助けられなくとも、それでも深海鴉棲姫は2人を助けようと出血している箇所を布で縛ろうとする。しかし2人は自身の状態を悟っているらしく、首を横に振る。

そして、もう助からない事を自白する。

 

理恵「世の中って、理不尽だよね···」

 

恵理「狂ってるよね···」

 

2人は誰がこんなことをしたのかを告げ、息絶えてしまう。涙を流。し、拳を握り締め、そして深海鴉棲姫は炎の中で立ち上がる。すると、深海鴉棲姫は髪を三つ編みのツインテールにし、その場を後にする。

 

 

 

 

 

 

 

 

 

 

 

 

 

 

 

 

 

 

 

 

深海鴉棲姫が向かった先は最寄りの鎮守府であり、そこに忍び込む。そして通信設備を片っ端から破壊する。それにより鎮守府では混乱が起き、そこの提督は指令室へ駆け込む。

 

すると、指令室の机の上に深海鴉棲姫が刀を抜いた状態で座っていた。

 

深海鴉棲姫

「やぁ、初めましてだな。よくもまああの町をやってくれたものだ」

 

提督はすぐさま逃走し、追おうとした深海鴉棲姫を横から掴みかかった艦娘がおり、そのまま艦娘と深海鴉棲姫は外へ転がり出る。

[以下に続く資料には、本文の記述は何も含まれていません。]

use std::path::PathBuf;
use std::sync::Arc;

use crate::router::RequestRouter;

#[derive(Clone)]
pub struct HandlerState {
    pub router: Arc<RequestRouter>,

    pub storage_path: PathBuf,

    /// Upper bound on a request body, uploads included.
    pub max_upload_bytes: usize,
}

impl HandlerState {
    pub fn new(router: Arc<RequestRouter>, storage_path: PathBuf, max_upload_bytes: usize) -> Self {
        Self {
            router,
            storage_path,
            max_upload_bytes,
        }
    }
}
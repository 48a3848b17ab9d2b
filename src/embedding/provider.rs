use tracing::debug;

use super::{Embedding, ExtractionError, Modality};
use crate::constants::MIN_MEDIA_BYTES;
use crate::hashing::hash_to_u64;

/// Maps raw media to a fixed-length embedding.
///
/// Implementations are blocking (deep-model inference); callers run them on the
/// router's worker pool, never on a request task.
pub trait EmbeddingProvider: Send + Sync + std::fmt::Debug {
    fn modality(&self) -> Modality;

    fn embedding_dim(&self) -> usize;

    fn embed(&self, media: &[u8]) -> Result<Embedding, ExtractionError>;

    /// `true` when no real model is behind this provider.
    fn is_stub(&self) -> bool {
        false
    }
}

/// Deterministic stand-in for the face/voice extractors.
///
/// The same media always yields the same unit-length vector. Payloads shorter than
/// [`MIN_MEDIA_BYTES`] report "no face" / "no speech".
#[derive(Debug, Clone)]
pub struct StubEmbeddingProvider {
    modality: Modality,
    dim: usize,
}

impl StubEmbeddingProvider {
    pub fn new(modality: Modality, dim: usize) -> Self {
        Self { modality, dim }
    }
}

impl EmbeddingProvider for StubEmbeddingProvider {
    fn modality(&self) -> Modality {
        self.modality
    }

    fn embedding_dim(&self) -> usize {
        self.dim
    }

    fn embed(&self, media: &[u8]) -> Result<Embedding, ExtractionError> {
        if media.len() < MIN_MEDIA_BYTES {
            return Err(match self.modality {
                Modality::Face => ExtractionError::NoFaceDetected,
                Modality::Voice => ExtractionError::NoSpeechDetected,
            });
        }

        let seed = hash_to_u64(media);
        debug!(
            modality = %self.modality,
            media_len = media.len(),
            seed,
            "Generating stub embedding"
        );

        let mut state = seed;
        let mut values = Vec::with_capacity(self.dim);
        for _ in 0..self.dim {
            state = state.wrapping_mul(6364136223846793005).wrapping_add(1);
            values.push(((state >> 32) as f32 / u32::MAX as f32) * 2.0 - 1.0);
        }

        let norm: f32 = values.iter().map(|x| x * x).sum::<f32>().sqrt();
        if norm > 0.0 {
            for x in &mut values {
                *x /= norm;
            }
        }

        Embedding::new(values).map_err(|e| ExtractionError::ModelFailed {
            modality: self.modality,
            reason: e.to_string(),
        })
    }

    fn is_stub(&self) -> bool {
        true
    }
}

2人が立ち上がり、互いの顔を認識する。その艦娘は、過去に深海鴉棲姫が助けた艦娘だった。

 

艦娘「ここは···通しません」

 

おそらくは駆逐艦であろう、その艦娘とそこに集まってきた艦娘達は深海鴉棲姫に砲口を向ける。

 

艦娘「あなたは、過去に私達を助けてくれました。だから···今なら見逃します」

 

深海鴉棲姫は笑い声を上げる。

 

深海鴉棲姫「ハッハッハッハッハッ···はぁ~···ふざけるな」

 

深海鴉棲姫は艦娘達を睨み付ける。

 

深海鴉棲姫「自分達を助けた者を勝手に敵と認定し、匿っていた者の話に耳を貸そうとせず、連帯責任だと言って無関係の者達と共に殺しておいて何を言う?」

 

艦娘達の一部は歯軋りをする。

 

深海鴉棲姫「復讐は上等だ。敵討ちと言っても良い···少なくとも、ここにいる者共は···皆殺しだ」

 

深海鴉棲姫は刀を抜き、構える。

 

月明かりに照らされ、妖しく紫に輝くその刀の名は···『月光』。

 

 




読んでくださり、ありがとうございます!

今回は深海鴉棲姫の過去編の第2段でしたが、どうだったでしょうか?
感想や高評価、お待ちしています。

●侵攻揚陸棲姫
おかっぱの髪と赤い目をしており身長160cm。
胸から腹部にかけては骨となっており、下半身は和服を纏っている。また、心臓は青く発光しながら脈動している。

武装は軍刀と背部の鉤爪と15cm単装砲が一体化した虫の腕である。

地上戦と潜入に特化した深海棲艦であり、屋内での近接戦闘をメインとしている。
また、機動力はあるものの装甲は薄い。